# WHAT IS BEING ASKED:
Filter the material, keeping only lines with the word "ProviderError".

# SOURCE RECORDS:
----------

//! Calendar providers.
//!
//! - [`CalendarProvider`] - the trait every account backend implements
//! - [`LocalProvider`] - device-only calendar, no network
//! - [`RemoteProvider`] - server-backed accounts, driving a [`RemoteClient`]
//! - [`SyncStream`] - cancellable stream of [`SyncEvent`]s
//! - [`ProviderError`] - failure taxonomy shared with the worker
//!
//! # Architecture
//!
//! ```text
//! ┌───────────────┐   ┌────────────────────┐
//! │ LocalProvider │   │ RemoteProvider<C>  │──── RemoteClient (CalDavClient)
//! └───────┬───────┘   └─────────┬──────────┘
//!         │  CalendarProvider   │
//!         └──────────┬──────────┘
//!                    ▼
//!             EventStores ──── recurrence expansion
//!                    │
//!                    ▼
//!              StoreFactory
//! ```

#[cfg(feature = "caldav")]
pub mod caldav;
pub mod config;
pub mod connectivity;
pub mod error;
pub mod ical;
pub mod local;
pub mod persist;
pub mod provider;
pub mod recurrence;
pub mod remote;
pub mod stream;

pub use config::SyncConfig;
pub use connectivity::{Connectivity, ConnectivityMonitor, NetworkState};
pub use error::{ProviderError, ProviderErrorCode, ProviderResult};
pub use local::{LOCAL_CALENDAR_ID, LocalProvider};
pub use persist::EventStores;
pub use provider::{CalendarProvider, CapabilitySet, build_provider};
pub use recurrence::{Occurrence, expand_occurrences};
pub use remote::{
    ChangeSet, FetchChanges, PushOp, RemoteCalendar, RemoteClient, RemoteEvent, RemoteProvider,
    ServerFeatures,
};
pub use stream::{SyncEvent, SyncSender, SyncStream};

----------

# EXERCISE RESULT:
//! - [`ProviderError`] - failure taxonomy shared with the worker
pub use error::{ProviderError, ProviderErrorCode, ProviderResult};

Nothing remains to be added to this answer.